(Excerpted data begins)

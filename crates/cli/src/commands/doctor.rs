//! Doctor command - validate configuration and show status

use anyhow::Result;
use coupon_herald_domain::usecases::pending;
use serde::Serialize;
use std::path::PathBuf;

use crate::args::DoctorArgs;
use crate::config::{AppConfig, StateBackend};
use crate::wiring;

#[derive(Debug, Serialize)]
struct DoctorReport {
    config: CheckResult,
    catalog: CheckResult,
    cursor: CheckResult,
    destination: CheckResult,
    delivery: CheckResult,
    overall: String,
}

#[derive(Debug, Serialize)]
struct CheckResult {
    status: String,
    message: String,
    details: Option<serde_json::Value>,
}

impl CheckResult {
    fn ok(message: impl Into<String>) -> Self {
        Self {
            status: "ok".to_string(),
            message: message.into(),
            details: None,
        }
    }

    fn warn(message: impl Into<String>) -> Self {
        Self {
            status: "warn".to_string(),
            message: message.into(),
            details: None,
        }
    }

    fn error(message: impl Into<String>) -> Self {
        Self {
            status: "error".to_string(),
            message: message.into(),
            details: None,
        }
    }

    fn with_details(mut self, details: serde_json::Value) -> Self {
        self.details = Some(details);
        self
    }

    fn is_ok(&self) -> bool {
        self.status == "ok"
    }

    fn is_error(&self) -> bool {
        self.status == "error"
    }
}

pub async fn execute(args: DoctorArgs, config_path: Option<PathBuf>) -> Result<()> {
    let mut report = DoctorReport {
        config: CheckResult::error("Not checked"),
        catalog: CheckResult::error("Not checked"),
        cursor: CheckResult::error("Not checked"),
        destination: CheckResult::error("Not checked"),
        delivery: CheckResult::error("Not checked"),
        overall: "error".to_string(),
    };

    let config = match AppConfig::load(config_path.as_deref()) {
        Ok(c) => match c.render.to_render_config() {
            Ok(_) => {
                report.config = CheckResult::ok("Configuration loaded successfully");
                Some(c)
            }
            Err(e) => {
                report.config = CheckResult::error(format!("Invalid render settings: {}", e));
                None
            }
        },
        Err(e) => {
            report.config = CheckResult::error(format!("Failed to load config: {:#}", e));
            None
        }
    };

    if let Some(ref config) = config {
        let (destination_check, destination) = check_destination(config);
        report.destination = destination_check;
        report.catalog = check_catalog(config).await;
        report.cursor = check_cursor(config, destination.as_deref()).await;
        report.delivery = check_delivery(config);
    }

    let checks = [
        &report.config,
        &report.catalog,
        &report.cursor,
        &report.destination,
        &report.delivery,
    ];

    let has_error = checks.iter().any(|c| c.is_error());
    let all_ok = checks.iter().all(|c| c.is_ok());

    report.overall = if has_error {
        "error".to_string()
    } else if all_ok {
        "ok".to_string()
    } else {
        "warn".to_string()
    };

    if args.json {
        println!("{}", serde_json::to_string_pretty(&report)?);
    } else {
        print_report(&report);
    }

    if report.overall == "error" {
        std::process::exit(1);
    }

    Ok(())
}

async fn check_catalog(config: &AppConfig) -> CheckResult {
    let path = &config.catalog.path;
    if !path.exists() {
        return CheckResult::warn(format!(
            "Catalog not found: {} (treated as empty)",
            path.display()
        ));
    }

    match wiring::load_catalog(config).await {
        Ok(items) => {
            let identified = items.iter().filter(|i| i.identity().is_some()).count();
            CheckResult::ok(format!("{} items in {}", items.len(), path.display())).with_details(
                serde_json::json!({
                    "count": items.len(),
                    "identified": identified,
                }),
            )
        }
        Err(e) => CheckResult::error(format!("{:#}", e)),
    }
}

async fn check_cursor(config: &AppConfig, destination: Option<&str>) -> CheckResult {
    let location = match config.state.backend {
        StateBackend::File => config.state.cursor_path.display().to_string(),
        StateBackend::Sqlite => config.state.db_path.display().to_string(),
        StateBackend::Memory => "memory".to_string(),
    };

    let cursor = match wiring::peek_cursor(config, destination).await {
        Ok(cursor) => cursor,
        Err(e) => return CheckResult::error(format!("{:#}", e)),
    };

    let message = format!(
        "Cursor {} ({:?}, {:?} at {})",
        cursor, config.state.scheme, config.state.backend, location
    );

    let check = if config.state.backend == StateBackend::Memory {
        CheckResult::warn(format!("{}; progress is not persisted", message))
    } else {
        CheckResult::ok(message)
    };

    match wiring::load_catalog(config).await {
        Ok(items) => check.with_details(serde_json::json!({
            "pending": pending(&items, &cursor),
        })),
        Err(_) => check,
    }
}

fn check_destination(config: &AppConfig) -> (CheckResult, Option<String>) {
    match wiring::resolve_destination(config) {
        Ok(Some(channel)) => (CheckResult::ok(format!("Channel: {}", channel)), Some(channel)),
        Ok(None) => (
            CheckResult::warn(format!(
                "No channel configured and {} is missing or empty; dispatch will skip",
                config.destination.channel_file.display()
            )),
            None,
        ),
        Err(e) => (CheckResult::error(format!("{:#}", e)), None),
    }
}

fn check_delivery(config: &AppConfig) -> CheckResult {
    match config.delivery.adapter.trim() {
        "telegram" => {
            let env_var = &config.telegram.bot_token_env;
            if env_var.trim().is_empty() {
                return CheckResult::error("No bot token env var configured");
            }

            match std::env::var(env_var) {
                Ok(val) if !val.trim().is_empty() => CheckResult::ok(format!(
                    "Telegram, bot token: {} (set), base_url: {}",
                    env_var, config.telegram.base_url
                )),
                _ if config.general.dry_run => CheckResult::warn(format!(
                    "Telegram, bot token: {} (not set), dry run enabled",
                    env_var
                )),
                _ => CheckResult::error(format!(
                    "Telegram, bot token: {} (not set)",
                    env_var
                )),
            }
        }
        "stub" => CheckResult::warn("Stub delivery: nothing is actually posted"),
        other => CheckResult::error(format!("Unknown delivery adapter: {}", other)),
    }
}

fn print_report(report: &DoctorReport) {
    println!("coupon-herald Doctor Report");
    println!("===========================");
    println!();

    print_check("Config", &report.config);
    print_check("Catalog", &report.catalog);
    print_check("Cursor", &report.cursor);
    print_check("Destination", &report.destination);
    print_check("Delivery", &report.delivery);

    println!();
    let symbol = match report.overall.as_str() {
        "ok" => "✓",
        "warn" => "⚠",
        _ => "✗",
    };
    println!("{} Overall: {}", symbol, report.overall.to_uppercase());

    if report.overall == "ok" {
        println!();
        println!("Ready to run! Try: coupon-herald dispatch --dry-run");
    }
}

fn print_check(name: &str, result: &CheckResult) {
    let symbol = match result.status.as_str() {
        "ok" => "✓",
        "warn" => "⚠",
        _ => "✗",
    };
    println!("{} {}: {}", symbol, name, result.message);
}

(Excerpted data ends)

What to do:
The expected answer is every line above in which the word "impl" appears.

Task output:
impl CheckResult {
    fn ok(message: impl Into<String>) -> Self {
    fn warn(message: impl Into<String>) -> Self {
    fn error(message: impl Into<String>) -> Self {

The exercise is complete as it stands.